All lines from the one containing "in debug builds." down to the one containing "Ledger key for", both ends included, are to be given again exactly; omit the rest of the listing below.

########

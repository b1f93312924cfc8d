//! Time utilities for curfewd
//!
//! Provides monotonic time (for session durations, cooldowns and throttles)
//! and wall-clock dates (for the daily ledger key).
//!
//! # Mock Time for Development
//!
//! In debug builds, the `CURFEW_MOCK_TIME` environment variable can be set
//! to override the system time for all wall-clock operations. This is useful
//! for exercising day rollover of the daily ledger.
//!
//! Format: `YYYY-MM-DD HH:MM:SS` (e.g., `2025-12-25 23:59:30`)
//!
//! Example:
//! ```bash
//! CURFEW_MOCK_TIME="2025-12-25 23:59:30" ./target/debug/curfewd --no-root-check
//! ```

use chrono::{DateTime, Local, NaiveDate, NaiveDateTime, TimeZone, Utc};
use std::sync::{Mutex, OnceLock, PoisonError};
use std::time::{Duration, Instant, SystemTime, UNIX_EPOCH};
use thiserror::Error;

/// Environment variable name for mock time (debug builds only)
pub const MOCK_TIME_ENV_VAR: &str = "CURFEW_MOCK_TIME";

/// Format used for ledger date keys
pub const DATE_KEY_FORMAT: &str = "%Y-%m-%d";

/// Offset between mock time and real time, fixed at first use so mock
/// time keeps advancing.
static MOCK_TIME_OFFSET: OnceLock<Option<chrono::Duration>> = OnceLock::new();

const MOCK_TIME_FORMAT: &str = "%Y-%m-%d %H:%M:%S";

#[allow(clippy::disallowed_methods)] // wraps Local::now() for mock support
fn get_mock_time_offset() -> Option<chrono::Duration> {
    *MOCK_TIME_OFFSET.get_or_init(|| {
        if !cfg!(debug_assertions) {
            return None;
        }
        let value = std::env::var(MOCK_TIME_ENV_VAR).ok()?;
        let offset = parse_mock_time(&value)?.signed_duration_since(chrono::Local::now());
        tracing::info!(
            mock_time = %value,
            offset_secs = offset.num_seconds(),
            "Mock time enabled"
        );
        Some(offset)
    })
}

fn parse_mock_time(value: &str) -> Option<DateTime<Local>> {
    let Ok(naive) = NaiveDateTime::parse_from_str(value, MOCK_TIME_FORMAT) else {
        tracing::warn!(
            mock_time = %value,
            expected_format = MOCK_TIME_FORMAT,
            "Ignoring malformed mock time"
        );
        return None;
    };

    let local = Local.from_local_datetime(&naive).single();
    if local.is_none() {
        tracing::warn!(mock_time = %value, "Mock time does not exist in the local timezone");
    }
    local
}

/// Returns whether mock time is currently active.
pub fn is_mock_time_active() -> bool {
    get_mock_time_offset().is_some()
}

/// Get the current local time, respecting mock time settings in debug builds.
#[allow(clippy::disallowed_methods)] // This is the wrapper that provides mock time support
pub fn now() -> DateTime<Local> {
    let real_now = chrono::Local::now();

    if let Some(offset) = get_mock_time_offset() {
        real_now + offset
    } else {
        real_now
    }
}

/// Format a DateTime for display with full date and time.
pub fn format_datetime_full(dt: &DateTime<Local>) -> String {
    dt.format(MOCK_TIME_FORMAT).to_string()
}

/// Ledger key for a calendar date (`YYYY-MM-DD`)
pub fn date_key(date: NaiveDate) -> String {
    date.format(DATE_KEY_FORMAT).to_string()
}

/// Represents a point in monotonic time for duration enforcement.
/// This is immune to wall-clock changes.
#[derive(Debug, Clone, Copy, PartialEq, Eq, PartialOrd, Ord)]
pub struct MonotonicInstant(Instant);

impl MonotonicInstant {
    pub fn now() -> Self {
        Self(Instant::now())
    }

    pub fn duration_since(&self, earlier: MonotonicInstant) -> Duration {
        self.0.duration_since(earlier.0)
    }

    /// Duration since `earlier`, or zero if `earlier` is in the future
    pub fn saturating_duration_since(&self, earlier: MonotonicInstant) -> Duration {
        self.0.saturating_duration_since(earlier.0)
    }

    /// `self + duration`, or `None` past the platform's representable range
    pub fn checked_add(&self, duration: Duration) -> Option<MonotonicInstant> {
        self.0.checked_add(duration).map(MonotonicInstant)
    }
}

impl std::ops::Add<Duration> for MonotonicInstant {
    type Output = MonotonicInstant;

    fn add(self, rhs: Duration) -> Self::Output {
        MonotonicInstant(self.0 + rhs)
    }
}

/// Failure to determine today's calendar date
#[derive(Debug, Clone, PartialEq, Eq, Error)]
pub enum ClockError {
    #[error("system clock is set before the Unix epoch")]
    BeforeEpoch,

    #[error("system time is outside the representable range")]
    OutOfRange,

    #[error("clock unavailable: {0}")]
    Unavailable(String),
}

/// Source of "today" for the daily ledger
pub trait DateSource: Send + Sync {
    fn today(&self) -> Result<NaiveDate, ClockError>;
}

/// Local calendar date derived from the system clock
#[derive(Debug, Clone, Copy, Default)]
pub struct SystemDateSource;

impl DateSource for SystemDateSource {
    fn today(&self) -> Result<NaiveDate, ClockError> {
        let since_epoch = SystemTime::now()
            .duration_since(UNIX_EPOCH)
            .map_err(|_| ClockError::BeforeEpoch)?;
        let secs = i64::try_from(since_epoch.as_secs()).map_err(|_| ClockError::OutOfRange)?;
        let utc = DateTime::<Utc>::from_timestamp(secs, since_epoch.subsec_nanos())
            .ok_or(ClockError::OutOfRange)?;

        let mut local = utc.with_timezone(&Local);
        if let Some(offset) = get_mock_time_offset() {
            local = local
                .checked_add_signed(offset)
                .ok_or(ClockError::OutOfRange)?;
        }

        Ok(local.date_naive())
    }
}

/// Date source driven by hand, for tests and simulations.
///
/// Holds either a date or nothing; nothing means the clock is unavailable.
#[derive(Debug, Default)]
pub struct ManualDateSource {
    date: Mutex<Option<NaiveDate>>,
}

impl ManualDateSource {
    pub fn fixed(date: NaiveDate) -> Self {
        Self {
            date: Mutex::new(Some(date)),
        }
    }

    pub fn set(&self, date: NaiveDate) {
        *self.date.lock().unwrap_or_else(PoisonError::into_inner) = Some(date);
    }

    /// Make subsequent `today()` calls fail
    pub fn fail(&self) {
        *self.date.lock().unwrap_or_else(PoisonError::into_inner) = None;
    }
}

impl DateSource for ManualDateSource {
    fn today(&self) -> Result<NaiveDate, ClockError> {
        // A plain Option cannot be left half-written, so poisoning is ignored
        let guard = self.date.lock().unwrap_or_else(PoisonError::into_inner);
        guard.ok_or_else(|| ClockError::Unavailable("manual date source unset".into()))
    }
}

/// Helper to format durations in human-readable form
pub fn format_duration(d: Duration) -> String {
    let total_secs = d.as_secs();
    let hours = total_secs / 3600;
    let minutes = (total_secs % 3600) / 60;
    let seconds = total_secs % 60;

    if hours > 0 {
        format!("{}h {}m {}s", hours, minutes, seconds)
    } else if minutes > 0 {
        format!("{}m {}s", minutes, seconds)
    } else {
        format!("{}s", seconds)
    }
}
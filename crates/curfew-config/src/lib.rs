//! Configuration parsing and validation for curfewd
//!
//! Supports TOML configuration with:
//! - Versioned schema
//! - Target user and activity probe selection
//! - Baseline limits, adaptive budget tuning and lock cooldown
//! - Validation with clear error messages

mod policy;
mod schema;
mod validation;

pub use policy::*;
pub use schema::*;
pub use validation::*;

use std::path::Path;
use thiserror::Error;
use tracing::debug;

/// Configuration errors
#[derive(Debug, Error)]
pub enum ConfigError {
    #[error("Failed to read config file: {0}")]
    ReadError(#[from] std::io::Error),

    #[error("Failed to parse TOML: {0}")]
    ParseError(#[from] toml::de::Error),

    #[error("Validation failed: {errors:?}")]
    ValidationFailed { errors: Vec<ValidationError> },

    #[error("Unsupported config version: {0}")]
    UnsupportedVersion(u32),
}

pub type ConfigResult<T> = Result<T, ConfigError>;

/// Load and validate configuration from a TOML file
pub fn load_config(path: impl AsRef<Path>) -> ConfigResult<Policy> {
    let path = path.as_ref();
    policy_from_raw(load_raw_config(path)?)
}

/// Read a TOML file into the raw schema without validating it, so callers
/// can apply overrides before [`policy_from_raw`]
pub fn load_raw_config(path: impl AsRef<Path>) -> ConfigResult<RawConfig> {
    let path = path.as_ref();
    debug!(path = %path.display(), "Loading configuration");
    let content = std::fs::read_to_string(path)?;
    Ok(toml::from_str(&content)?)
}

/// Parse and validate configuration from a TOML string
pub fn parse_config(content: &str) -> ConfigResult<Policy> {
    let raw: RawConfig = toml::from_str(content)?;
    policy_from_raw(raw)
}

/// Build a policy with defaults for everything except the target user
pub fn policy_for_user(user: &str) -> ConfigResult<Policy> {
    policy_from_raw(RawConfig::for_user(user))
}

/// Version-check, validate and convert a raw config
pub fn policy_from_raw(raw: RawConfig) -> ConfigResult<Policy> {
    if raw.config_version != CURRENT_CONFIG_VERSION {
        return Err(ConfigError::UnsupportedVersion(raw.config_version));
    }

    let errors = validate_config(&raw);
    if !errors.is_empty() {
        return Err(ConfigError::ValidationFailed { errors });
    }

    Ok(Policy::from_raw(raw))
}

/// Current supported config version
pub const CURRENT_CONFIG_VERSION: u32 = 1;

#[cfg(test)]
mod tests {
    use super::*;
    use curfew_api::EnforcementScope;
    use std::io::Write;
    use std::time::Duration;

    #[test]
    fn parse_minimal_config() {
        let config = r#"
            config_version = 1

            [target]
            user = "hsong"
        "#;

        let policy = parse_config(config).unwrap();
        assert_eq!(policy.target.user.as_str(), "hsong");
        assert_eq!(policy.limits.scope, EnforcementScope::Daily);
        assert_eq!(policy.limits.daily_limit, Some(Duration::from_secs(900)));
    }

    #[test]
    fn reject_wrong_version() {
        let config = r#"
            config_version = 99

            [target]
            user = "hsong"
        "#;

        let result = parse_config(config);
        assert!(matches!(result, Err(ConfigError::UnsupportedVersion(99))));
    }

    #[test]
    fn reject_invalid_values() {
        let config = r#"
            config_version = 1

            [target]
            user = "hsong"

            [limits]
            enforce = "weekly"

            [budget]
            growth_rate = 0.9
        "#;

        match parse_config(config) {
            Err(ConfigError::ValidationFailed { errors }) => assert_eq!(errors.len(), 2),
            other => panic!("expected validation failure, got {:?}", other),
        }
    }

    #[test]
    fn load_from_file() {
        let mut file = tempfile::NamedTempFile::new().unwrap();
        writeln!(
            file,
            r#"
            config_version = 1

            [target]
            user = "hsong"
            probe = {{ type = "loginctl" }}

            [limits]
            enforce = "session"
            session_seconds = 1200
            "#
        )
        .unwrap();

        let policy = load_config(file.path()).unwrap();
        assert_eq!(policy.target.probe, ProbeStrategy::Loginctl);
        assert_eq!(policy.limits.session_limit, Some(Duration::from_secs(1200)));
        assert_eq!(policy.limits.daily_limit, None);
    }

    #[test]
    fn raw_overrides_are_validated() {
        let mut file = tempfile::NamedTempFile::new().unwrap();
        writeln!(
            file,
            r#"
            config_version = 1

            [target]
            user = "hsong"
            "#
        )
        .unwrap();

        let mut raw = load_raw_config(file.path()).unwrap();
        raw.target.user = "jdoe".into();
        raw.limits.initial_daily_seconds = Some(300);
        let policy = policy_from_raw(raw.clone()).unwrap();
        assert_eq!(policy.target.user.as_str(), "jdoe");
        assert_eq!(policy.limits.initial_daily, Some(Duration::from_secs(300)));

        raw.daemon.tick_interval_seconds = Some(0);
        assert!(matches!(
            policy_from_raw(raw),
            Err(ConfigError::ValidationFailed { .. })
        ));
    }

    #[test]
    fn missing_file_is_read_error() {
        let dir = tempfile::tempdir().unwrap();
        let result = load_config(dir.path().join("absent.toml"));
        assert!(matches!(result, Err(ConfigError::ReadError(_))));
    }

    #[test]
    fn policy_for_user_rejects_blank_name() {
        assert!(matches!(
            policy_for_user(""),
            Err(ConfigError::ValidationFailed { .. })
        ));
        assert!(policy_for_user("hsong").is_ok());
    }
}
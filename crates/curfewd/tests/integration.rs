//! Integration tests for curfewd
//!
//! These tests drive the enforcement loop end to end: a parsed config, the
//! real engine and audit store, and mock collaborators.

use chrono::NaiveDate;
use curfew_api::{BreachKind, LockOutcome, SessionEndReason};
use curfew_config::{Policy, parse_config};
use curfew_core::{Collaborators, CoreEngine, CoreEvent, DailyLedger, EnforcementLoop};
use curfew_host_api::{MockAnswer, MockLocker, MockNotifier, MockProbe, MockTrigger};
use curfew_store::{AuditEventType, SqliteStore, Store};
use curfew_util::{ManualDateSource, MonotonicInstant};
use std::sync::Arc;
use std::time::Duration;

const SEC: Duration = Duration::from_secs(1);

struct Harness {
    probe: MockProbe,
    trigger: MockTrigger,
    locker: MockLocker,
    notifier: MockNotifier,
    dates: Arc<ManualDateSource>,
    store: Arc<SqliteStore>,
    enforcer: EnforcementLoop,
    _dir: tempfile::TempDir,
}

fn day(d: u32) -> NaiveDate {
    NaiveDate::from_ymd_opt(2024, 3, d).unwrap()
}

fn config(extra: &str) -> Policy {
    let toml = format!(
        r#"
        config_version = 1

        [daemon]
        require_root = false

        [target]
        user = "hsong"

        {extra}
        "#
    );
    parse_config(&toml).unwrap()
}

fn harness(policy: &Policy, initial: Duration) -> Harness {
    let dir = tempfile::tempdir().unwrap();
    let store = Arc::new(SqliteStore::open(dir.path().join("curfewd.db")).unwrap());

    let dates = Arc::new(ManualDateSource::fixed(day(1)));
    let ledger = DailyLedger::with_initial(dates.clone(), initial).unwrap();
    let engine = CoreEngine::new(policy, ledger, store.clone());

    let probe = MockProbe::new(true);
    let trigger = MockTrigger::new(false);
    let locker = MockLocker::new();
    let notifier = MockNotifier::new();

    let enforcer = EnforcementLoop::new(
        engine,
        Collaborators {
            probe: Arc::new(probe.clone()),
            trigger: Arc::new(trigger.clone()),
            locker: Arc::new(locker.clone()),
            notifier: Arc::new(notifier.clone()),
        },
        store.clone(),
        policy.daemon.tick_interval,
    );

    Harness {
        probe,
        trigger,
        locker,
        notifier,
        dates,
        store,
        enforcer,
        _dir: dir,
    }
}

fn lock_count(events: &[CoreEvent]) -> usize {
    events
        .iter()
        .filter(|e| matches!(e, CoreEvent::LockDue { .. }))
        .count()
}

fn daily_total(h: &Harness) -> Duration {
    h.enforcer.engine().ledger().get().unwrap()
}

#[tokio::test]
async fn daily_limit_locks_once_and_notifies() {
    let policy = config(
        r#"
        [limits]
        daily_seconds = 120

        [notify]
        webhook_url = "http://localhost:9/hook"
        "#,
    );
    let mut h = harness(&policy, Duration::ZERO);
    let t0 = MonotonicInstant::now();

    let mut first_lock = None;
    for k in 0..=130u64 {
        let events = h.enforcer.run_once(t0 + SEC * k as u32).await;
        if lock_count(&events) > 0 && first_lock.is_none() {
            first_lock = Some(k);
        }
    }

    assert_eq!(first_lock, Some(120));
    assert_eq!(h.locker.primary_calls(), 1);

    let delivered = h.notifier.delivered();
    assert_eq!(delivered.len(), 1);
    assert!(delivered[0].contains("hsong reached the daily limit"));

    let audits = h.store.get_recent_audits(500).unwrap();
    assert!(audits.iter().any(|a| matches!(
        &a.event,
        AuditEventType::LockIssued {
            breach: BreachKind::Daily,
            outcome: LockOutcome::Primary,
            ..
        }
    )));
    assert!(audits.iter().any(|a| matches!(
        &a.event,
        AuditEventType::SessionEnded {
            reason: SessionEndReason::Locked,
            ..
        }
    )));
    assert!(audits.iter().any(|a| matches!(
        &a.event,
        AuditEventType::LimitTightened {
            breach: BreachKind::Daily,
            ..
        }
    )));
}

#[tokio::test]
async fn tightened_limit_breaches_exactly_at_five_minutes() {
    let policy = config(
        r#"
        [limits]
        daily_seconds = 600

        [budget]
        hard_factor = 0.5
        floor_seconds = 60
        "#,
    );
    let mut h = harness(&policy, Duration::ZERO);
    let t0 = MonotonicInstant::now();

    let tightened = h
        .enforcer
        .engine_mut()
        .budget_mut(BreachKind::Daily)
        .unwrap()
        .tighten(
            policy.budget.hard_factor,
            policy.budget.floor,
            t0,
        );
    assert_eq!(tightened, Some(Duration::from_secs(300)));

    let mut locks_at = Vec::new();
    for k in 0..=330u64 {
        let events = h.enforcer.run_once(t0 + SEC * k as u32).await;
        if lock_count(&events) > 0 {
            locks_at.push(k);
        }
    }

    assert_eq!(locks_at, vec![300]);
}

#[tokio::test]
async fn notifications_respect_the_throttle() {
    let policy = config(
        r#"
        [limits]
        daily_seconds = 60

        [lock]
        cooldown_mode = "always_relock"

        [notify]
        interval_seconds = 600
        command = ["notify-send"]
        "#,
    );
    let mut h = harness(&policy, Duration::from_secs(60));
    let t0 = MonotonicInstant::now();

    h.enforcer.run_once(t0).await;
    assert_eq!(h.notifier.delivered().len(), 1);

    h.enforcer.run_once(t0 + SEC * 100).await;
    assert_eq!(h.notifier.delivered().len(), 1);

    h.enforcer.run_once(t0 + SEC * 550).await;
    assert_eq!(h.notifier.delivered().len(), 1);

    h.enforcer.run_once(t0 + SEC * 650).await;
    assert_eq!(h.notifier.delivered().len(), 2);

    // Every breach locked; only notifications were throttled
    assert_eq!(h.locker.primary_calls(), 4);
}

#[tokio::test]
async fn suppressed_relock_inside_cooldown() {
    let policy = config(
        r#"
        [limits]
        daily_seconds = 60

        [lock]
        cooldown_seconds = 30
        "#,
    );
    let mut h = harness(&policy, Duration::from_secs(60));
    let t0 = MonotonicInstant::now();

    let mut suppressed = 0;
    for k in 0..=40u64 {
        let events = h.enforcer.run_once(t0 + SEC * k as u32).await;
        suppressed += events
            .iter()
            .filter(|e| matches!(e, CoreEvent::LockSuppressed { .. }))
            .count();
    }

    // Locked at 0 and again once the cooldown reopened at 30
    assert_eq!(h.locker.primary_calls(), 2);
    assert_eq!(suppressed, 39);
}

#[tokio::test]
async fn alternating_probe_never_builds_a_session() {
    let policy = config("");
    let mut h = harness(&policy, Duration::ZERO);
    h.probe.set(false);
    h.probe.script((0..20).map(|k| {
        if k % 2 == 0 {
            MockAnswer::Inactive
        } else {
            MockAnswer::Active
        }
    }));
    let t0 = MonotonicInstant::now();

    for k in 0..20u32 {
        let now = t0 + SEC * k;
        h.enforcer.run_once(now).await;
        assert!(h.enforcer.engine().session().current_duration(now) <= policy.daemon.tick_interval);
    }

    assert_eq!(daily_total(&h), Duration::from_secs(10));
    assert_eq!(h.locker.lock_attempts(), 0);
}

#[tokio::test]
async fn probe_failures_do_not_accumulate() {
    let policy = config("");
    let mut h = harness(&policy, Duration::ZERO);
    h.probe.set(MockAnswer::Fail);
    let t0 = MonotonicInstant::now();

    for k in 0..10u32 {
        let events = h.enforcer.run_once(t0 + SEC * k).await;
        assert!(events.is_empty());
    }

    assert_eq!(daily_total(&h), Duration::ZERO);
    assert_eq!(h.probe.calls(), 10);
}

#[tokio::test]
async fn clock_failure_skips_accumulation_and_keeps_total() {
    let policy = config("");
    let mut h = harness(&policy, Duration::ZERO);
    let t0 = MonotonicInstant::now();

    for k in 0..10u32 {
        h.enforcer.run_once(t0 + SEC * k).await;
    }
    assert_eq!(daily_total(&h), Duration::from_secs(9));

    h.dates.fail();
    for k in 10..15u32 {
        let now = t0 + SEC * k;
        let events = h.enforcer.run_once(now).await;
        assert!(
            events
                .iter()
                .any(|e| matches!(e, CoreEvent::ClockUnavailable { .. }))
        );
        let status = h.enforcer.engine().status(now);
        assert_eq!(status.daily_total, Some(Duration::from_secs(9)));
    }

    h.dates.set(day(1));
    assert_eq!(daily_total(&h), Duration::from_secs(9));
    h.enforcer.run_once(t0 + SEC * 15).await;
    assert_eq!(daily_total(&h), Duration::from_secs(10));

    let audits = h.store.get_recent_audits(100).unwrap();
    let clock_events = audits
        .iter()
        .filter(|a| matches!(a.event, AuditEventType::ClockUnavailable { .. }))
        .count();
    assert_eq!(clock_events, 5);
}

#[tokio::test]
async fn day_rollover_starts_a_fresh_total() {
    let policy = config("");
    let mut h = harness(&policy, Duration::from_secs(500));
    let t0 = MonotonicInstant::now();

    for k in 0..5u32 {
        h.enforcer.run_once(t0 + SEC * k).await;
    }
    assert_eq!(daily_total(&h), Duration::from_secs(504));

    h.dates.set(day(2));
    h.enforcer.run_once(t0 + SEC * 5).await;

    let ledger = h.enforcer.engine().ledger();
    assert_eq!(ledger.get_on(day(1)), Duration::from_secs(504));
    assert_eq!(ledger.get_on(day(2)), SEC);
    assert_eq!(ledger.len(), 2);
}

#[tokio::test]
async fn lock_falls_back_when_primary_fails() {
    let policy = config(
        r#"
        [limits]
        daily_seconds = 60
        "#,
    );
    let mut h = harness(&policy, Duration::from_secs(60));
    h.locker.set_fail_primary(true);

    h.enforcer.run_once(MonotonicInstant::now()).await;
    assert_eq!(h.locker.primary_calls(), 1);
    assert_eq!(h.locker.fallback_calls(), 1);

    let audits = h.store.get_recent_audits(20).unwrap();
    assert!(audits.iter().any(|a| matches!(
        &a.event,
        AuditEventType::LockIssued {
            outcome: LockOutcome::Fallback { .. },
            ..
        }
    )));
}

#[tokio::test]
async fn failed_lock_does_not_stop_the_loop() {
    let policy = config(
        r#"
        [limits]
        daily_seconds = 60

        [lock]
        cooldown_mode = "always_relock"
        "#,
    );
    let mut h = harness(&policy, Duration::from_secs(60));
    h.locker.set_fail_primary(true);
    h.locker.set_fail_fallback(true);
    h.notifier.set_fail(true);
    let t0 = MonotonicInstant::now();

    for k in 0..3u32 {
        let events = h.enforcer.run_once(t0 + SEC * k).await;
        assert_eq!(lock_count(&events), 1);
    }

    assert_eq!(h.locker.primary_calls(), 3);
    assert_eq!(h.locker.fallback_calls(), 3);
    assert!(h.notifier.delivered().is_empty());

    let audits = h.store.get_recent_audits(50).unwrap();
    assert!(audits.iter().any(|a| matches!(
        &a.event,
        AuditEventType::LockIssued {
            outcome: LockOutcome::Failed { .. },
            ..
        }
    )));
    assert!(
        audits
            .iter()
            .any(|a| matches!(a.event, AuditEventType::NotificationSent { delivered: false }))
    );
}

#[tokio::test]
async fn soft_trigger_tightens_then_relaxes_to_baseline() {
    let policy = config(
        r#"
        [budget]
        soft_factor = 0.5
        relaxation_seconds = 10
        growth_rate = 1.5

        [trigger]
        processes = ["steam"]
        "#,
    );
    let mut h = harness(&policy, Duration::ZERO);
    h.trigger.set(true);
    let t0 = MonotonicInstant::now();

    let events = h.enforcer.run_once(t0).await;
    assert!(events.contains(&CoreEvent::Tightened {
        kind: curfew_api::TightenKind::Soft,
        breach: BreachKind::Daily,
        limit: Duration::from_secs(450),
    }));

    // The user leaves; relaxation continues while idle
    h.trigger.set(false);
    h.probe.set(false);

    let events = h.enforcer.run_once(t0 + SEC * 10).await;
    assert!(events.contains(&CoreEvent::Relaxed {
        breach: BreachKind::Daily,
        limit: Duration::from_secs(675),
        recovered: false,
    }));

    let events = h.enforcer.run_once(t0 + SEC * 20).await;
    assert!(events.contains(&CoreEvent::Relaxed {
        breach: BreachKind::Daily,
        limit: Duration::from_secs(900),
        recovered: true,
    }));

    let budget = h.enforcer.engine().budget(BreachKind::Daily).unwrap();
    assert!(!budget.is_tightened());
    assert_eq!(budget.current_limit(), Duration::from_secs(900));

    let events = h.enforcer.run_once(t0 + SEC * 40).await;
    assert!(
        !events
            .iter()
            .any(|e| matches!(e, CoreEvent::Relaxed { .. }))
    );
}

#[tokio::test]
async fn session_scope_resets_after_a_break() {
    let policy = config(
        r#"
        [limits]
        enforce = "session"
        session_seconds = 120
        "#,
    );
    let mut h = harness(&policy, Duration::ZERO);
    let t0 = MonotonicInstant::now();

    // 100s on, 10s off, 100s on: never a continuous 120s
    for k in 0..210u32 {
        h.probe.set(!(100..110).contains(&k));
        let events = h.enforcer.run_once(t0 + SEC * k).await;
        assert_eq!(lock_count(&events), 0, "unexpected lock at {k}");
    }

    for k in 210..=230u32 {
        let events = h.enforcer.run_once(t0 + SEC * k).await;
        if k == 230 {
            assert!(events.iter().any(|e| matches!(
                e,
                CoreEvent::LockDue {
                    breach: BreachKind::Session,
                    ..
                }
            )));
        }
    }
    assert_eq!(h.locker.primary_calls(), 1);
}

#[tokio::test]
async fn run_stops_on_shutdown_signal() {
    let policy = config("");
    let h = harness(&policy, Duration::ZERO);
    let probe = h.probe.clone();
    let store = h.store.clone();

    let (tx, rx) = tokio::sync::watch::channel(false);
    let handle = tokio::spawn(h.enforcer.run(rx));

    tokio::time::sleep(Duration::from_millis(50)).await;
    tx.send(true).unwrap();

    let engine = tokio::time::timeout(Duration::from_secs(5), handle)
        .await
        .expect("loop did not stop")
        .unwrap();

    assert!(probe.calls() >= 1);
    assert!(!engine.session().is_active());

    let audits = store.get_recent_audits(20).unwrap();
    assert!(audits.iter().any(|a| matches!(
        &a.event,
        AuditEventType::SessionEnded {
            reason: SessionEndReason::DaemonShutdown,
            ..
        }
    )));
}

########

The answer =
/// Get the current local time, respecting mock time settings in debug builds.
#[allow(clippy::disallowed_methods)] // This is the wrapper that provides mock time support
pub fn now() -> DateTime<Local> {
    let real_now = chrono::Local::now();

    if let Some(offset) = get_mock_time_offset() {
        real_now + offset
    } else {
        real_now
    }
}

/// Format a DateTime for display with full date and time.
pub fn format_datetime_full(dt: &DateTime<Local>) -> String {
    dt.format(MOCK_TIME_FORMAT).to_string()
}

/// Ledger key for a calendar date (`YYYY-MM-DD`)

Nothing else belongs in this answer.